For about half of married women, retirement comes before age 62. That is the age when some Social Security benefits start at a level that is 26.7 percent below the full retirement age – currently 66 years and 4 months.
KEY WORKING YEARS
These women cut themselves off from the key working years that allow them to catch up on earnings along with future pension and Social Security checks.
According to Maestas, women retiring at 62 give up almost $200,000 in pay, on average, that they could have earned on the job if they worked five more years and saved for retirement. In addition, retiring at age 62 cuts lifetime Social Security benefits.
The reality hits many women when it is too late to make a difference.

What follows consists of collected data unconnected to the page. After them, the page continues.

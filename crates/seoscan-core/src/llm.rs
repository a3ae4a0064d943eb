//! Structured-output model trait and types

use async_trait::async_trait;
use serde::{Deserialize, Serialize};
use serde_json::Value;
use std::time::Duration;

use super::Result;

/// Configuration for a structured generation request
#[derive(Debug, Clone, Serialize, Deserialize)]
pub struct GenerationConfig {
    pub model_id: String,
    pub max_tokens: u32,
    pub temperature: Option<f32>,
    pub top_p: Option<f32>,
    pub top_k: Option<u32>,
    pub timeout: Duration,
}

impl Default for GenerationConfig {
    fn default() -> Self {
        Self {
            model_id: "ibm/granite-4-h-small".to_string(),
            max_tokens: 1200,
            temperature: Some(0.2),
            top_p: Some(1.0),
            top_k: Some(50),
            timeout: Duration::from_secs(60),
        }
    }
}

/// Trait for generative backends that support structured output
///
/// The contract is "prompt in, schema-shaped JSON object out": callers supply
/// a system instruction, a task prompt, and a JSON schema description, and the
/// backend returns a `serde_json::Value` that is expected to conform to that
/// schema. Callers re-validate by deserializing into their own strict types;
/// a parse failure is treated the same as a backend failure.
#[async_trait]
pub trait StructuredModel: Send + Sync {
    /// Connect/authenticate with the model backend
    async fn connect(&mut self) -> Result<()>;

    /// Generate a structured JSON object for the given instruction and task
    async fn generate_structured(
        &self,
        system: &str,
        task: &str,
        schema: &str,
    ) -> Result<Value>;

    /// Generate with custom configuration
    async fn generate_structured_with_config(
        &self,
        system: &str,
        task: &str,
        schema: &str,
        config: &GenerationConfig,
    ) -> Result<Value>;

    /// Get the model ID being used
    fn model_id(&self) -> &str;
}
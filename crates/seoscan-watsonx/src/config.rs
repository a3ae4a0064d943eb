//! WatsonX configuration

use seoscan_core::{Error, Result};
use serde::{Deserialize, Serialize};
use std::env;

const DEFAULT_IAM_URL: &str = "iam.cloud.ibm.com";
const DEFAULT_API_URL: &str = "https://us-south.ml.cloud.ibm.com";

/// Configuration for the WatsonX AI client
///
/// Resolved from `SEOSCAN_WATSONX_*` variables first, then the bare
/// `WATSONX_*` names the IBM tooling conventionally sets.
#[derive(Debug, Clone, Serialize, Deserialize)]
pub struct WatsonxConfig {
    pub api_key: String,
    pub project_id: String,
    pub iam_url: String,
    pub api_url: String,
}

fn first_env(names: &[&str]) -> Option<String> {
    names.iter().find_map(|name| env::var(name).ok())
}

impl WatsonxConfig {
    /// Create configuration from environment variables
    pub fn from_env() -> Result<Self> {
        dotenvy::dotenv().ok();

        let api_key = first_env(&["SEOSCAN_WATSONX_API_KEY", "WATSONX_API_KEY"]).ok_or_else(
            || {
                Error::Configuration(
                    "set SEOSCAN_WATSONX_API_KEY or WATSONX_API_KEY".to_string(),
                )
            },
        )?;

        let project_id = first_env(&["SEOSCAN_WATSONX_PROJECT_ID", "WATSONX_PROJECT_ID"])
            .ok_or_else(|| {
                Error::Configuration(
                    "set SEOSCAN_WATSONX_PROJECT_ID or WATSONX_PROJECT_ID".to_string(),
                )
            })?;

        let iam_url = first_env(&["SEOSCAN_WATSONX_IAM_URL", "WATSONX_IAM_URL"])
            .unwrap_or_else(|| DEFAULT_IAM_URL.to_string());

        let api_url = first_env(&["SEOSCAN_WATSONX_API_URL", "WATSONX_API_URL"])
            .unwrap_or_else(|| DEFAULT_API_URL.to_string());

        Ok(Self {
            api_key,
            project_id,
            iam_url,
            api_url,
        })
    }

    /// Create configuration with explicit values
    pub fn new(api_key: String, project_id: String) -> Self {
        Self {
            api_key,
            project_id,
            iam_url: DEFAULT_IAM_URL.to_string(),
            api_url: DEFAULT_API_URL.to_string(),
        }
    }
}

#[cfg(test)]
mod tests {
    use super::*;

    #[test]
    fn test_project_prefixed_vars_win() {
        env::set_var("SEOSCAN_WATSONX_API_KEY", "prefixed-key");
        env::set_var("WATSONX_API_KEY", "plain-key");
        env::set_var("WATSONX_PROJECT_ID", "plain-project");

        let config = WatsonxConfig::from_env().unwrap();
        assert_eq!(config.api_key, "prefixed-key");
        assert_eq!(config.project_id, "plain-project");
        assert_eq!(config.iam_url, DEFAULT_IAM_URL);
        assert_eq!(config.api_url, DEFAULT_API_URL);

        env::remove_var("SEOSCAN_WATSONX_API_KEY");
        env::remove_var("WATSONX_API_KEY");
        env::remove_var("WATSONX_PROJECT_ID");
    }
}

“I’ve seen horrific situations,” said Cindy Hounsell, president of the Women’s Institute for a Secure Retirement.
Case in point: a couple Hounsell knows who thought they would be OK when they retired. They did not save for retirement, but rather thought they would depend on flipping houses – a plan that backfired with sharp losses during the financial crisis.
The husband, 75, now has Parkinson’s while his wife has lung problems. They live on $48,000 in Social Security payments, based on his years running a small business along with the spousal benefits the wife receives.
With no extra money for help, the wife must lift her husband in and out of the back seat of their car when they must go to medical visits.
“They are living hand to mouth,” Hounsell said.
Her message to younger women is: save for retirement starting in your 20s, even if finances are tight and you have no 401(k) or retirement savings plan through a job.
“If you stay home to raise children, make sure your husband funds a Roth IRA fully for you each year,” Hounsell said.
Spouses with jobs or businesses can put as much as $5,500 into an IRA or Roth IRA each year for a non-working spouse. Roth IRAs during retirement are attractive because withdrawals are not taxed.
And before retiring, maximize Social Security benefits. Said Hounsell: “When people first retire, they feel like everything will be OK, but then health problems happen, things you didn’t expect happen, and you need all the money you can get.”